Ultimately, with the current COVID-19 situation, along with a plethora of other variable changes that we have seen across wholesale pricing over the past 2-3 years in particular – this is ‘the new normal’. As we move forward, we are expecting more volatility, continued price fluctuations and a regular ‘peak and recover’ cycle. Essentially, what we need to ensure is that businesses have an approach that is fit for purpose and allows them to manage this risk going forward.
For that reason, the need for a strategic approach to energy purchasing, that mitigates against the upside in a way that is appropriate for your business, is more essential today than it has ever been before.
Forming a robust and adaptable strategy
There are many approaches you could take in devising an energy purchasing strategy, there is no right or wrong way, but here’s how we’d recommend going about it:
- Evaluate – the process begins with an evaluation of your existing activity, establishing your appetite to risk and setting budgets and procurement objectives for your business
- Create – we recommend forming an ‘energy risk committee’ made up of the key stakeholders from both your consultancy and from within your business. Getting good mix of people who are key decision makers or can add valuable information (such as financial or operational) really helps! This group are then responsible for scoping the design of your Risk Management Strategy (RMS) to meet your objectives, this will capture and formalise the agreed purchasing approach that will be taken.
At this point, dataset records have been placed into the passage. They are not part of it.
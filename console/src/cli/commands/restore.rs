// options
// exclude: path (file kept in every volume, matched by file name)

// command
// restore [OPTIONS] <IDENTIFIER>

use clap::Args;
use common::Settings;
use site::{OperationContext, Site, SiteError};

#[derive(Debug, Args)]
pub struct Restore {
    /// Object key of the archive, e.g. daily/prod-2024-06-04_02-00-D.tar.gz
    identifier: Option<String>,

    /// File kept in every volume, usually the active log; only its file name is matched
    #[clap(long)]
    exclude: Option<String>,
}

impl Restore {
    pub async fn run(self, settings: &Settings, ctx: &mut OperationContext) -> Result<(), SiteError> {
        let mut site = Site::open(settings, ctx).await?;
        site.restore(
            ctx,
            self.identifier.as_deref().unwrap_or_default(),
            self.exclude.as_deref(),
        )
        .await
    }
}
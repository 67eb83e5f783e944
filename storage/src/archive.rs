use crate::{ArchiveEntry, RetryPolicy, StorageConfig, StorageError, StorageProvider, StorageProviderFactory};
use log::{info, warn};
use std::path::Path;

/// A single bucket holding backup archives.
pub struct ArchiveStore {
    provider: Box<dyn StorageProvider>,
    bucket: String,
    retry: RetryPolicy,
}

impl ArchiveStore {
    /// Connects to the bucket described by `config` through the S3 provider.
    pub async fn connect(config: &StorageConfig) -> Result<Self, StorageError> {
        if config.bucket.trim().is_empty() {
            return Err(StorageError::Configuration("bucket name is empty".to_string()));
        }
        let provider = StorageProviderFactory::create_s3_provider(config).await?;
        Ok(Self::with_provider(provider, config.bucket.clone()))
    }

    pub fn with_provider(provider: Box<dyn StorageProvider>, bucket: impl Into<String>) -> Self {
        Self {
            provider,
            bucket: bucket.into(),
            retry: RetryPolicy::default(),
        }
    }

    pub fn with_retry(mut self, retry: RetryPolicy) -> Self {
        self.retry = retry;
        self
    }

    pub fn bucket(&self) -> &str {
        &self.bucket
    }

    /// Uploads `path` under `key`. Transient failures are retried after the
    /// configured cooldown; the last error is returned once retries run out.
    pub async fn upload(&self, key: &str, path: &Path) -> Result<(), StorageError> {
        let mut attempt = 0;
        loop {
            match self
                .provider
                .upload_file(&self.bucket, key, path, Some("application/gzip"), None)
                .await
            {
                Ok(()) => {
                    info!("Uploaded {} to {}/{}", path.display(), self.bucket, key);
                    return Ok(());
                }
                Err(e) if e.is_transient() && attempt < self.retry.retries => {
                    attempt += 1;
                    warn!(
                        "Upload of {key} failed ({e}), retrying in {:?} ({attempt}/{})",
                        self.retry.cooldown, self.retry.retries
                    );
                    tokio::time::sleep(self.retry.cooldown).await;
                }
                Err(e) => return Err(e),
            }
        }
    }

    /// Downloads `key` into `path`, failing with [`StorageError::NotFound`]
    /// when the bucket has no such object.
    pub async fn download(&self, key: &str, path: &Path) -> Result<(), StorageError> {
        if !self.provider.object_exists(&self.bucket, key).await? {
            return Err(StorageError::NotFound(format!(
                "{key} does not exist in bucket {}",
                self.bucket
            )));
        }
        self.provider.download_file(&self.bucket, key, path).await
    }

    /// Lists every archive in the bucket whose key contains `filter`,
    /// compared case-insensitively.
    pub async fn list(&self, filter: Option<&str>) -> Result<Vec<ArchiveEntry>, StorageError> {
        let needle = filter
            .map(str::trim)
            .filter(|f| !f.is_empty())
            .map(str::to_lowercase);
        let objects = self.provider.list_objects(&self.bucket, None).await?;
        Ok(objects
            .into_iter()
            .filter(|obj| match &needle {
                Some(needle) => obj.key.to_lowercase().contains(needle),
                None => true,
            })
            .map(ArchiveEntry::from)
            .collect())
    }
}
- Execute – usually the stage where your chosen consultant will take over and implement your chosen strategy using market analysis, regular reporting, and top industry insight tools. When trading, it’s also important you have absolute transparency of the wider marketplace and visibility of all wholesale energy prices.
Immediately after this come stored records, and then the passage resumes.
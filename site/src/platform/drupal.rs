use super::{flag_line, parse_flag, ModuleInfo, Platform, SiteType, Tools};
use crate::context::OperationContext;
use crate::error::SiteError;
use crate::runner::Invocation;
use async_trait::async_trait;
use common::DrupalSettings;
use log::debug;
use regex::Regex;
use serde::Deserialize;
use std::collections::BTreeMap;
use std::path::PathBuf;
use std::sync::OnceLock;
use std::time::Duration;

const SETTLE_WINDOW: Duration = Duration::from_secs(35);
const MAINTENANCE_KEY: &str = "system.maintenance_mode";
const MAINTENANCE_QUERY: &str = "SELECT convert_from(value, 'UTF8') FROM key_value \
     WHERE collection = 'state' AND name = 'system.maintenance_mode'";

/// Whether `drush status` output has a `Database : Connected` line.
fn reports_connected(status: &str) -> bool {
    static PATTERN: OnceLock<Option<Regex>> = OnceLock::new();
    PATTERN
        .get_or_init(|| Regex::new(r"(?mi)^\s*Database\s*:\s*Connected\s*$").ok())
        .as_ref()
        .is_some_and(|re| re.is_match(status))
}

pub struct Drupal {
    settings: DrupalSettings,
}

impl Drupal {
    pub fn new(settings: DrupalSettings) -> Self {
        Self { settings }
    }

    /// A drush directory in the home directory marks a Drupal host.
    pub fn detect(settings: &DrupalSettings) -> bool {
        settings.marker_dir.is_dir()
    }

    fn drush<I, S>(&self, args: I) -> Invocation
    where
        I: IntoIterator<Item = S>,
        S: Into<String>,
    {
        Invocation::new(self.settings.drush.display().to_string())
            .args(args)
            .current_dir(&self.settings.project_root)
    }

    async fn query_state(
        &self,
        ctx: &mut OperationContext,
        tools: &Tools<'_>,
    ) -> Option<bool> {
        let get = self
            .drush(["state:get", MAINTENANCE_KEY])
            .allow_non_zero();
        match tools.runner.exec(ctx, &get).await {
            Ok(out) if out.success() => {
                // An unset key prints nothing, which reads as disabled.
                Some(flag_line(&out.lines).is_some_and(parse_flag))
            }
            Ok(out) => {
                ctx.warn(format!(
                    "drush state:get exited with {}, falling back to the database",
                    out.exit_code
                ));
                None
            }
            Err(e) => {
                ctx.warn(format!("drush unavailable ({e}), falling back to the database"));
                None
            }
        }
    }
}

#[derive(Debug, Deserialize)]
struct DrushModule {
    #[serde(default)]
    package: String,
    #[serde(default)]
    display_name: String,
    #[serde(default, rename = "type")]
    kind: String,
    #[serde(default)]
    status: String,
    #[serde(default)]
    version: Option<String>,
}

/// Parses `drush pm:list --format=json`, ignoring any notices around the JSON.
fn parse_pm_list(output: &str) -> Result<Vec<ModuleInfo>, SiteError> {
    let json = match (output.find('{'), output.rfind('}')) {
        (Some(start), Some(end)) if start < end => &output[start..=end],
        _ => return Ok(Vec::new()),
    };
    let modules: BTreeMap<String, DrushModule> = serde_json::from_str(json)
        .map_err(|e| SiteError::InvalidArgument(format!("Unreadable pm:list output: {e}")))?;
    Ok(modules
        .into_iter()
        .map(|(name, m)| ModuleInfo {
            name,
            display_name: m.display_name,
            package: m.package,
            kind: m.kind,
            status: m.status,
            version: m.version,
        })
        .collect())
}

#[async_trait]
impl Platform for Drupal {
    fn site_type(&self) -> SiteType {
        SiteType::Drupal
    }

    fn volumes(&self) -> &[PathBuf] {
        &self.settings.volumes
    }

    fn settle_window(&self) -> Duration {
        SETTLE_WINDOW
    }

    async fn is_installed(&self, ctx: &mut OperationContext, tools: &Tools<'_>) -> bool {
        let status = self.drush(["status"]).allow_non_zero();
        match tools.runner.exec(ctx, &status).await {
            Ok(out) => reports_connected(&out.text()),
            Err(e) => {
                debug!("drush status failed: {e}");
                false
            }
        }
    }

    async fn maintenance_mode(
        &self,
        ctx: &mut OperationContext,
        tools: &Tools<'_>,
    ) -> Result<bool, SiteError> {
        if let Some(enabled) = self.query_state(ctx, tools).await {
            return Ok(enabled);
        }
        let database = tools.database.ok_or_else(|| {
            SiteError::MaintenanceModeFailed("drush failed and no database is configured".into())
        })?;
        let value = database
            .query_text(MAINTENANCE_QUERY)
            .await
            .map_err(|e| SiteError::MaintenanceModeFailed(e.to_string()))?;
        Ok(value.as_deref().map(parse_flag).unwrap_or(false))
    }

    async fn apply_maintenance_mode(
        &self,
        ctx: &mut OperationContext,
        tools: &Tools<'_>,
        enable: bool,
    ) -> Result<(), SiteError> {
        let value = if enable { "1" } else { "0" };
        let set = self.drush(["state:set", MAINTENANCE_KEY, value, "--input-format=integer"]);
        tools.runner.exec(ctx, &set).await?;
        // Rebuild after the flag changes so no stale page is served.
        tools.runner.exec(ctx, &self.drush(["cr"])).await?;
        Ok(())
    }

    async fn delete_files(
        &self,
        ctx: &mut OperationContext,
        _tools: &Tools<'_>,
    ) -> Result<(), SiteError> {
        for volume in &self.settings.volumes {
            ctx.msg(format!("Deleting files in {}", volume.display()));
            match tokio::fs::remove_dir_all(volume).await {
                Ok(()) => {}
                Err(e) if e.kind() == std::io::ErrorKind::NotFound => {}
                Err(e) => return Err(e.into()),
            }
            tokio::fs::create_dir_all(volume).await?;
        }
        Ok(())
    }

    async fn pm_list(
        &self,
        ctx: &mut OperationContext,
        tools: &Tools<'_>,
    ) -> Result<Vec<ModuleInfo>, SiteError> {
        let list = self.drush(["pm:list", "--format=json"]);
        let out = tools.runner.exec(ctx, &list).await?;
        parse_pm_list(&out.text())
    }
}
- Review – a very important step! Once the strategy has been decided, it isn’t then ‘done and dusted’ for the duration of your contract, it’s an ever-evolving document. In a market with so many impacting variables, there are many circumstances where you may find your strategy needs to be adapted but unless you are regularly reviewing it, you may not necessarily be aware that it needs to change! This then gives you more control and less surprises.
There is no definitive time to change your strategy, it varies business to business. It is entirely dependent on your strategy no longer being fit for purpose and no longer meets your requirements.
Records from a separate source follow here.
use super::{empty_dir, Platform, SiteType, Tools};
use crate::context::OperationContext;
use crate::error::SiteError;
use crate::runner::Invocation;
use async_trait::async_trait;
use common::MoodleSettings;
use regex::Regex;
use std::path::{Path, PathBuf};
use std::sync::OnceLock;
use std::time::Duration;

const SETTLE_WINDOW: Duration = Duration::from_secs(300);
/// While this file exists in the data directory, Moodle serves it instead of the site.
const MAINTENANCE_MARKER: &str = "climaintenance.html";
const INSTALLED_MARKER: &str = ".htaccess";
const DEFAULT_MAINTENANCE_PAGE: &str = include_str!("../../assets/climaintenance.html");

fn reports_enabled(output: &str) -> bool {
    static PATTERN: OnceLock<Option<Regex>> = OnceLock::new();
    PATTERN
        .get_or_init(|| Regex::new(r"(?mi)^\s*status:.*\benabled\b").ok())
        .as_ref()
        .is_some_and(|re| re.is_match(output))
}

pub struct Moodle {
    settings: MoodleSettings,
    volumes: Vec<PathBuf>,
}

impl Moodle {
    pub fn new(settings: MoodleSettings) -> Self {
        let volumes = vec![settings.data_dir.clone(), settings.code_dir.clone()];
        Self { settings, volumes }
    }

    /// Only a Moodle code tree ships this language file.
    pub fn detect(settings: &MoodleSettings) -> bool {
        settings.lang_marker.is_file()
    }

    fn installed(&self) -> bool {
        self.settings.data_dir.join(INSTALLED_MARKER).is_file()
    }

    fn marker(&self) -> PathBuf {
        self.settings.data_dir.join(MAINTENANCE_MARKER)
    }

    fn php_cli(&self, script: &str) -> Invocation {
        Invocation::new(&self.settings.php)
            .arg(format!("admin/cli/{script}"))
            .current_dir(&self.settings.code_dir)
    }

    async fn maintenance_page(&self) -> Result<String, SiteError> {
        match &self.settings.maintenance_page {
            Some(page) => Ok(tokio::fs::read_to_string(page).await?),
            None => Ok(DEFAULT_MAINTENANCE_PAGE.to_string()),
        }
    }

    async fn purge_caches(
        &self,
        ctx: &mut OperationContext,
        tools: &Tools<'_>,
    ) -> Result<(), SiteError> {
        if self.installed() {
            tools
                .runner
                .exec(ctx, &self.php_cli("purge_caches.php"))
                .await?;
        }
        Ok(())
    }
}

#[async_trait]
impl Platform for Moodle {
    fn site_type(&self) -> SiteType {
        SiteType::Moodle
    }

    fn volumes(&self) -> &[PathBuf] {
        &self.volumes
    }

    fn settle_window(&self) -> Duration {
        SETTLE_WINDOW
    }

    /// The maintenance marker must outlive the data directory sync, or the
    /// site would go live before the database is reloaded.
    fn sync_excludes(&self, volume: &Path) -> Vec<String> {
        if volume == self.settings.data_dir {
            vec![format!("/{MAINTENANCE_MARKER}")]
        } else {
            Vec::new()
        }
    }

    async fn is_installed(&self, _ctx: &mut OperationContext, _tools: &Tools<'_>) -> bool {
        self.installed()
    }

    async fn maintenance_mode(
        &self,
        ctx: &mut OperationContext,
        tools: &Tools<'_>,
    ) -> Result<bool, SiteError> {
        if self.installed() {
            let status = self.php_cli("maintenance.php").allow_non_zero();
            match tools.runner.exec(ctx, &status).await {
                Ok(out) if out.success() => return Ok(reports_enabled(&out.text())),
                Ok(out) => ctx.warn(format!(
                    "maintenance.php exited with {}, checking {MAINTENANCE_MARKER}",
                    out.exit_code
                )),
                Err(e) => ctx.warn(format!("{e}, checking {MAINTENANCE_MARKER}")),
            }
        }
        Ok(tokio::fs::try_exists(self.marker()).await?)
    }

    async fn apply_maintenance_mode(
        &self,
        ctx: &mut OperationContext,
        tools: &Tools<'_>,
        enable: bool,
    ) -> Result<(), SiteError> {
        if enable {
            let page = self.maintenance_page().await?;
            tokio::fs::write(self.marker(), page).await?;
            self.purge_caches(ctx, tools).await?;
            return Ok(());
        }

        self.purge_caches(ctx, tools).await?;
        if self.installed() {
            let disable = self.php_cli("maintenance.php").arg("--disable");
            tools.runner.exec(ctx, &disable).await?;
        } else {
            match tokio::fs::remove_file(self.marker()).await {
                Ok(()) => {}
                Err(e) if e.kind() == std::io::ErrorKind::NotFound => {}
                Err(e) => return Err(e.into()),
            }
        }
        Ok(())
    }

    async fn delete_files(
        &self,
        ctx: &mut OperationContext,
        _tools: &Tools<'_>,
    ) -> Result<(), SiteError> {
        let data_dir = &self.settings.data_dir;
        let removed = empty_dir(data_dir).await?;
        ctx.msg(format!("Removed {removed} entries from {}", data_dir.display()));
        Ok(())
    }
}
Having said that, changes in your strategic approach should be consistent. If you are regularly chopping and changing it, you aren’t giving the strategy enough time to run to demonstrate good performance. That doesn’t mean to say you cannot change your strategy for the short-term, you just need to be mindful that a strategy needs to be in place for a significant period of time to prove it is delivering.
Ultimately, a strategy should be driven by the needs and wants of your business.
Or to learn more about establishing a robust RMS, you can listen to Inspired Energy’s Dorian Lucas (Energy Risk Manager) webinar – “The New Normal” – Adaptable Risk Management Strategies from our On Demand week here.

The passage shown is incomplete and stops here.